The Associated Press/NORC Center for Public Affairs Research poll on Monday shows a five-point lead for Trump.
The survey of 1,078 likely voters has a margin of error of plus or minus 3 percentage points.
A CBS News poll released Tuesday found Clinton leading Trump by seven points.
Clinton’s former rival for the White House has had to make up ground on Trump in recent weeks, but has still held on to the support of a majority of voters in the latest poll.
The latest poll was conducted Aug. 5-8 and has a three-point margin of sampling error.
Trump’s favorability rating is down five points, to 46 percent.
The president is viewed negatively by 60 percent of likely voters, the lowest in the AP/NORB poll.
Clinton is viewed favorably by 59 percent.
Her favorability ratings have also declined, from 55 percent favorable in August to 46 today.
In the last AP/Reuters poll, in March, Clinton led Trump by 14 points.
In that poll, Clinton was viewed favorably, but not by a majority.
That poll also found that Trump was viewed negatively.
“Trump has lost the support he gained during the presidential campaign, and it has put him on the defensive,” said Peter Brown, a Republican strategist who has worked on Republican presidential campaigns.
“The Democrats have to take care of their own base and focus on what’s most important: the economy, jobs, foreign policy and the environment.”
The AP/CBS News poll also showed a narrowing of the divide between Trump and Clinton, with 48 percent of those polled saying they had an unfavorable view of Trump, down from 56 percent in August.
The same survey found Clinton with a slight edge among independents, 47 percent to 39 percent.
The president has been focusing on a range of policies that he says will boost the economy while lowering taxes for the wealthy. “
It’s not that Clinton has not made a mistake on this, but she’s been very weak on the economy and the deficit, which are important issues for voters.”
The president has been focusing on a range of policies that he says will boost the economy while lowering taxes for the wealthy.
In August, Trump announced that he would slash the corporate tax rate from 35 percent to 15 percent, cut the estate tax from $11 million to $5.8 million, and put a $1 trillion trust fund into the federal government to help the unemployed and those on disability.
He also signed legislation that would allow Americans to keep their existing insurance plans and make changes to the tax code.
Trump has called the tax cuts and changes to Obamacare “Obamacare Lite,” saying they would lead to the end of the Affordable Care Act.

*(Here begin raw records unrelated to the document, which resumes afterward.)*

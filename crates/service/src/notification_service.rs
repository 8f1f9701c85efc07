use sea_orm::sea_query::Expr;
use sea_orm::{
    ColumnTrait, ConnectionTrait, DatabaseConnection, EntityTrait, PaginatorTrait, QueryFilter, QueryOrder, TransactionTrait,
};
use serde::{Deserialize, Serialize};
use tracing::{info, instrument};

use models::{notification, user, NotificationKind, Role, UserStatus};

use crate::errors::ServiceError;
use crate::grouping::{group_by_date, DateGroup};

#[derive(Debug, Clone, Serialize)]
pub struct NotificationFeed {
    pub unread: u64,
    pub groups: Vec<DateGroup<notification::Model>>,
}

/// Send to one user, or broadcast to every active user of a role.
#[derive(Debug, Clone, Deserialize)]
pub struct BroadcastInput {
    #[serde(default)]
    pub user_id: Option<i32>,
    #[serde(default)]
    pub role: Option<Role>,
    pub title: String,
    pub body: String,
    #[serde(default)]
    pub kind: Option<NotificationKind>,
}

pub async fn feed<C: ConnectionTrait>(db: &C, user_id: i32) -> Result<NotificationFeed, ServiceError> {
    let rows = notification::Entity::find()
        .filter(notification::Column::UserId.eq(user_id))
        .order_by_desc(notification::Column::CreatedAt)
        .all(db)
        .await?;
    let unread = rows.iter().filter(|n| !n.is_read).count() as u64;
    Ok(NotificationFeed { unread, groups: group_by_date(rows, |n| n.created_at) })
}

pub async fn unread_count<C: ConnectionTrait>(db: &C, user_id: i32) -> Result<u64, ServiceError> {
    Ok(notification::Entity::find()
        .filter(notification::Column::UserId.eq(user_id))
        .filter(notification::Column::IsRead.eq(false))
        .count(db)
        .await?)
}

/// Other users' notifications read as missing.
pub async fn mark_read<C: ConnectionTrait>(db: &C, user_id: i32, id: i32) -> Result<(), ServiceError> {
    let res = notification::Entity::update_many()
        .col_expr(notification::Column::IsRead, Expr::value(true))
        .filter(notification::Column::Id.eq(id))
        .filter(notification::Column::UserId.eq(user_id))
        .exec(db)
        .await?;
    if res.rows_affected == 0 {
        return Err(ServiceError::not_found("notification"));
    }
    Ok(())
}

pub async fn mark_all_read<C: ConnectionTrait>(db: &C, user_id: i32) -> Result<u64, ServiceError> {
    let res = notification::Entity::update_many()
        .col_expr(notification::Column::IsRead, Expr::value(true))
        .filter(notification::Column::UserId.eq(user_id))
        .filter(notification::Column::IsRead.eq(false))
        .exec(db)
        .await?;
    Ok(res.rows_affected)
}

/// Returns how many notifications were created. All rows commit together.
#[instrument(skip(db, input), fields(user_id = ?input.user_id, role = ?input.role))]
pub async fn broadcast(db: &DatabaseConnection, input: BroadcastInput) -> Result<u64, ServiceError> {
    let kind = input.kind.unwrap_or(NotificationKind::Info);
    let targets: Vec<i32> = match (input.user_id, input.role) {
        (Some(uid), None) => {
            if user::Entity::find_by_id(uid).one(db).await?.is_none() {
                return Err(ServiceError::validation(format!("user {uid} does not exist")));
            }
            vec![uid]
        }
        (None, Some(role)) => user::Entity::find()
            .filter(user::Column::Role.eq(role.as_str()))
            .filter(user::Column::Status.eq(UserStatus::Active.as_str()))
            .all(db)
            .await?
            .into_iter()
            .map(|u| u.id)
            .collect(),
        _ => return Err(ServiceError::validation("exactly one of user_id or role is required")),
    };
    let txn = db.begin().await?;
    for uid in &targets {
        if let Err(e) = notification::push(&txn, *uid, kind, &input.title, &input.body).await {
            txn.rollback().await?;
            return Err(e.into());
        }
    }
    txn.commit().await?;
    info!(created = targets.len(), kind = %kind, "notifications sent");
    Ok(targets.len() as u64)
}

#[cfg(test)]
mod tests {
    use super::*;
    use crate::test_support::{get_db, seed_user};

    fn to_role(role: Role) -> BroadcastInput {
        BroadcastInput { user_id: None, role: Some(role), title: "Eid holidays".into(), body: "No classes Friday".into(), kind: None }
    }

    #[tokio::test]
    async fn broadcast_and_read_flow() -> Result<(), anyhow::Error> {
        let db = get_db().await?;
        let a = seed_user(&db, "a@example.com", Role::Student).await?;
        let b = seed_user(&db, "b@example.com", Role::Student).await?;
        seed_user(&db, "t@example.com", Role::Teacher).await?;

        assert_eq!(broadcast(&db, to_role(Role::Student)).await?, 2);
        let mut both = to_role(Role::Student);
        both.user_id = Some(a.id);
        assert!(matches!(broadcast(&db, both).await, Err(ServiceError::Validation(_))));

        let f = feed(&db, a.id).await?;
        assert_eq!(f.unread, 1);
        let id = f.groups[0].items[0].id;
        assert!(matches!(mark_read(&db, b.id, id).await, Err(ServiceError::NotFound(_))));
        mark_read(&db, a.id, id).await?;
        assert_eq!(unread_count(&db, a.id).await?, 0);

        let single = BroadcastInput { user_id: Some(b.id), role: None, title: "Hi".into(), body: "x".into(), kind: Some(NotificationKind::Fee) };
        broadcast(&db, single).await?;
        assert_eq!(mark_all_read(&db, b.id).await?, 2);
        assert_eq!(mark_all_read(&db, b.id).await?, 0);
        Ok(())
    }

    #[tokio::test]
    async fn failed_broadcast_leaves_no_rows() -> Result<(), anyhow::Error> {
        let db = get_db().await?;
        let a = seed_user(&db, "a@example.com", Role::Student).await?;
        seed_user(&db, "b@example.com", Role::Student).await?;

        let mut long = to_role(Role::Student);
        long.body = "x".repeat(4001);
        assert!(matches!(broadcast(&db, long).await, Err(ServiceError::Validation(_))));
        assert_eq!(notification::Entity::find().count(&db).await?, 0);
        assert_eq!(unread_count(&db, a.id).await?, 0);
        Ok(())
    }
}
//! Fee plans, installments, payments, challans and the account book.

pub mod challan;
pub mod ledger;
pub mod plan;

use std::collections::HashMap;

use chrono::{DateTime, FixedOffset, NaiveDate, Utc};
use sea_orm::sea_query::{Alias, Expr};
use sea_orm::{
    ActiveModelTrait, ColumnTrait, ConnectionTrait, DatabaseConnection, EntityTrait, QueryFilter, QueryOrder,
    QuerySelect, Select, Set, TransactionTrait,
};
use serde::{Deserialize, Serialize};
use tracing::{info, instrument};

use configs::AcademyConfig;
use models::{
    course, fee_plan, installment, notification, payment, user, validate, InstallmentStatus, NotificationKind,
    PaymentMethod, PlanType, Role,
};

use crate::errors::ServiceError;
use crate::settings_service;
use crate::user_service::require_role;

use self::challan::{challan_number, Challan};
use self::ledger::AccountBook;
use self::plan::{progress, split_installments, FeeProgress};

#[derive(Debug, Clone, Deserialize)]
pub struct CreatePlanInput {
    pub student_id: i32,
    #[serde(default)]
    pub course_id: Option<i32>,
    pub total_amount: i64,
    pub plan_type: PlanType,
    #[serde(default)]
    pub installment_count: Option<i32>,
    pub start_date: NaiveDate,
}

#[derive(Debug, Clone, Deserialize)]
pub struct PaymentInput {
    pub amount: i64,
    pub method: PaymentMethod,
    #[serde(default)]
    pub reference: Option<String>,
    #[serde(default)]
    pub paid_at: Option<DateTime<FixedOffset>>,
}

#[derive(Debug, Clone, Serialize)]
pub struct InstallmentView {
    pub id: i32,
    pub fee_plan_id: i32,
    pub seq: i32,
    pub challan_no: String,
    pub amount: i64,
    pub paid_amount: i64,
    pub outstanding: i64,
    pub due_date: NaiveDate,
    /// Stored status, or `overdue` when unpaid past the due date.
    pub status: InstallmentStatus,
    pub paid_at: Option<DateTime<FixedOffset>>,
}

impl InstallmentView {
    pub fn from_model(m: installment::Model, today: NaiveDate) -> Self {
        let status = m.effective_status(today);
        Self {
            id: m.id,
            fee_plan_id: m.fee_plan_id,
            seq: m.seq,
            challan_no: challan_number(m.fee_plan_id, m.seq),
            outstanding: m.outstanding(),
            amount: m.amount,
            paid_amount: m.paid_amount,
            due_date: m.due_date,
            status,
            paid_at: m.paid_at,
        }
    }
}

#[derive(Debug, Clone, Serialize)]
pub struct PlanView {
    #[serde(flatten)]
    pub plan: fee_plan::Model,
    pub student_name: String,
    pub course_title: Option<String>,
    pub installments: Vec<InstallmentView>,
    pub progress: FeeProgress,
}

/// A student's plans plus a progress summary across all of them.
#[derive(Debug, Clone, Serialize)]
pub struct FeeOverview {
    pub plans: Vec<PlanView>,
    pub summary: FeeProgress,
}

He said the repeal of the ACA would be easier if it was implemented in stages, but would cost the government $1.6 trillion.
“Obamaballs,” he tweeted in August, referencing the names of bills that he said were being written and signed into law to replace the ACA.
The AP poll found that Clinton’s support has also dropped among Republicans.
A month ago, 45 percent of Republicans said they had a favorable view of Clinton, but now just 37 percent do, the poll shows.
In October, 54 percent of Democrats said they did, while just 33 percent now have a favorable opinion of the president.
The poll also shows Clinton with support from Democrats in the suburbs, with a 56 percent support rating, the most favorable rating among the groups polled.
A majority of Democrats who live in suburban areas say they like the way Clinton is handling the economy.
Trump, however, has seen his support among white voters, a group that has not been a strong source of support for him in the past.
His support has dropped from 58 percent support in the suburban areas in October, to 36 percent now.
Brown said he thinks that will continue to be a major problem for Trump, who is seen by white voters as not caring about them, and thus unlikely to appeal to them.
“He has a hard time appealing to them,” Brown said of Trump’s recent struggles with white voters.
“This is why he has struggled to do well with white women and Hispanics.”
In addition to the recent drop in Trump’s support among whites, Clinton has also seen a drop in her support among African-Americans, who are largely concentrated in the south.
Clinton has lost support from more than a third of African-American voters in recent months, with 45 percent saying they have an unfavorable opinion of her.
The new poll also has a slight boost for Trump among white evangelical Protestants, with 57 percent of them saying they are favorable toward him.
In July, only 43 percent of white evangelicals said they approved of Trump.